Allotment Gardens: For this I used low residential, trying to focus on 1x4 and 1x3 to give a nice effect of having backyard gardens. This part kind of got swallowed up by the rest as it was the first one I built, but you can get an idea of it from the pictures below.



Apartment Blocks: 2x4 High Density Residential:


University Campus: University with some sports and meeting facilities attached, with some small scale offices and high density residential in the upper right corner.


Commercial Strip: 2x3 low density commercial along a straight road, with 2x2 low residential on the branching streets.

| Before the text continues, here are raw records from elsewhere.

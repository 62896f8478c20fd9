//! Session capability implementations backed by the credential manager.
//!
//! ```rust
//! use std::sync::Arc;
//!
//! use kprovider::{ApiKeySession, BackendId, SecureCredentialManager, SessionCapability};
//!
//! let credentials = Arc::new(SecureCredentialManager::new());
//! let session = ApiKeySession::new(BackendId::OpenAi, credentials);
//! assert!(session.is_available());
//!
//! let missing = ApiKeySession::unavailable(BackendId::OpenAi);
//! assert!(!missing.is_available());
//! ```

use std::sync::Arc;

use crate::{BackendId, ProviderError, ProviderFuture, SecureCredentialManager, SessionCapability};

/// Interactive source of an API key.
///
/// Resolving to `Ok(None)` means the user declined.
pub trait SignInPrompt: Send + Sync {
    fn request_api_key<'a>(
        &'a self,
        backend: BackendId,
    ) -> ProviderFuture<'a, Result<Option<String>, ProviderError>>;
}

/// Reads the key from an environment variable when sign-in is requested.
#[derive(Debug, Clone)]
pub struct EnvKeyPrompt {
    variable: String,
}

impl EnvKeyPrompt {
    pub fn new(variable: impl Into<String>) -> Self {
        Self {
            variable: variable.into(),
        }
    }
}

impl SignInPrompt for EnvKeyPrompt {
    fn request_api_key<'a>(
        &'a self,
        _backend: BackendId,
    ) -> ProviderFuture<'a, Result<Option<String>, ProviderError>> {
        Box::pin(async move {
            Ok(std::env::var(&self.variable)
                .ok()
                .filter(|value| !value.trim().is_empty()))
        })
    }
}

#[derive(Clone)]
pub struct ApiKeySession {
    backend: BackendId,
    credentials: Arc<SecureCredentialManager>,
    prompt: Option<Arc<dyn SignInPrompt>>,
    available: bool,
}

impl ApiKeySession {
    pub fn new(backend: BackendId, credentials: Arc<SecureCredentialManager>) -> Self {
        Self {
            backend,
            credentials,
            prompt: None,
            available: true,
        }
    }

    /// A session for an environment where the backend cannot authenticate.
    pub fn unavailable(backend: BackendId) -> Self {
        Self {
            backend,
            credentials: Arc::new(SecureCredentialManager::new()),
            prompt: None,
            available: false,
        }
    }

    pub fn with_prompt(mut self, prompt: Arc<dyn SignInPrompt>) -> Self {
        self.prompt = Some(prompt);
        self
    }

    pub fn backend(&self) -> BackendId {
        self.backend
    }
}

impl SessionCapability for ApiKeySession {
    fn is_available(&self) -> bool {
        self.available
    }

    fn is_signed_in<'a>(&'a self) -> ProviderFuture<'a, Result<bool, ProviderError>> {
        Box::pin(async move { self.credentials.has_api_key(self.backend) })
    }

    fn sign_in<'a>(&'a self) -> ProviderFuture<'a, Result<(), ProviderError>> {
        Box::pin(async move {
            let Some(prompt) = self.prompt.as_ref() else {
                return Err(ProviderError::authentication(format!(
                    "no sign-in prompt configured for {}",
                    self.backend
                )));
            };

            match prompt.request_api_key(self.backend).await? {
                Some(api_key) => self.credentials.set_api_key(self.backend, api_key),
                None => Err(ProviderError::authentication("sign-in was cancelled")),
            }
        })
    }

    fn sign_out<'a>(&'a self) -> ProviderFuture<'a, Result<(), ProviderError>> {
        Box::pin(async move {
            self.credentials.clear(self.backend)?;
            Ok(())
        })
    }
}

impl std::fmt::Debug for ApiKeySession {
    fn fmt(&self, f: &mut std::fmt::Formatter<'_>) -> std::fmt::Result {
        f.debug_struct("ApiKeySession")
            .field("backend", &self.backend)
            .field("has_prompt", &self.prompt.is_some())
            .field("available", &self.available)
            .finish()
    }
}

/// Session for local backends that need no account.
#[derive(Debug, Default, Clone, Copy)]
pub struct StaticSession;

impl SessionCapability for StaticSession {
    fn is_available(&self) -> bool {
        true
    }

    fn is_signed_in<'a>(&'a self) -> ProviderFuture<'a, Result<bool, ProviderError>> {
        Box::pin(async { Ok(true) })
    }

    fn sign_in<'a>(&'a self) -> ProviderFuture<'a, Result<(), ProviderError>> {
        Box::pin(async { Ok(()) })
    }

    fn sign_out<'a>(&'a self) -> ProviderFuture<'a, Result<(), ProviderError>> {
        Box::pin(async { Ok(()) })
    }
}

Country Roads: A single road (which started in the country but then get swallowed by the expanding city) with 2x3 and 2x4 low residential.


Degenerate Grid: 3x2 low residential. I really like the look of this one.


Garden Apartments: 1x4 high residential. This one created a neat effect of all concrete, which wasn't what I had in mind by trying to recreate gardens, but it still looks interesting.


Garden Suburb: A mixture of 2x4, 3x4, and 2x3 low residential.


Heavy Industry: Primarily 4x4 industry.


Incremental/Mixed: A mixture of 2x2 high residential, 3x3 low residential, 1x1 low commercial, and 2x2 office.


Land of the Dead: Originally this was just a cemetery, a park, and two crematoriums, but then I added a prison because it looked neat, and then a recycling plant and an incinerator, and then it got swallowed by the city, but still looks interesting.


Large Blocks: Combination of 2x2 and 3x3 high commercial and office.


Loops & Lollipops: 3x3 and 2x3 low residential.


Malls and Box Stores: 4x4 low commercial with connected walkways. Perfect for an IKEA!


New Urbanist: low density commercial on the bottom, 2x3 and 3x3 low res in the middle and 4x4 low residential on the top with a nice feature in the middle.


Organic: 1x1 high residential, high commercial, and office, and 1x2 low residential and low commercial.


Quasi Grid: 3x3 and 4x4 high residential, with 3x3 high commercial and 4x4 office on the side.


Rectangular Block Grid: 3x4 and 2x4 low residential.


Rural Sprawl: 4x4 low residential, spread out.


Superblock: 4x4 and 3x3 high residential with lots of connecting pedestrian paths.


Trailer Park: 1x1 low residential with a few 1x2 and 2x2 low residential.


Upscale Enclave: 4x4 low residential. Lots of trees!


Urban Grid: High density residential, commercial, and office, European themed!


Workplace Boxes: Offices with lots of parks.


1 comment:

  1. That's one hell of an article, I say. Really amazing job you've done there! Wish to see more articles on Skylines. Maybe about E. Howard's Garden Cities? Also maybe about planning districts ahead, kinda problem without money mod.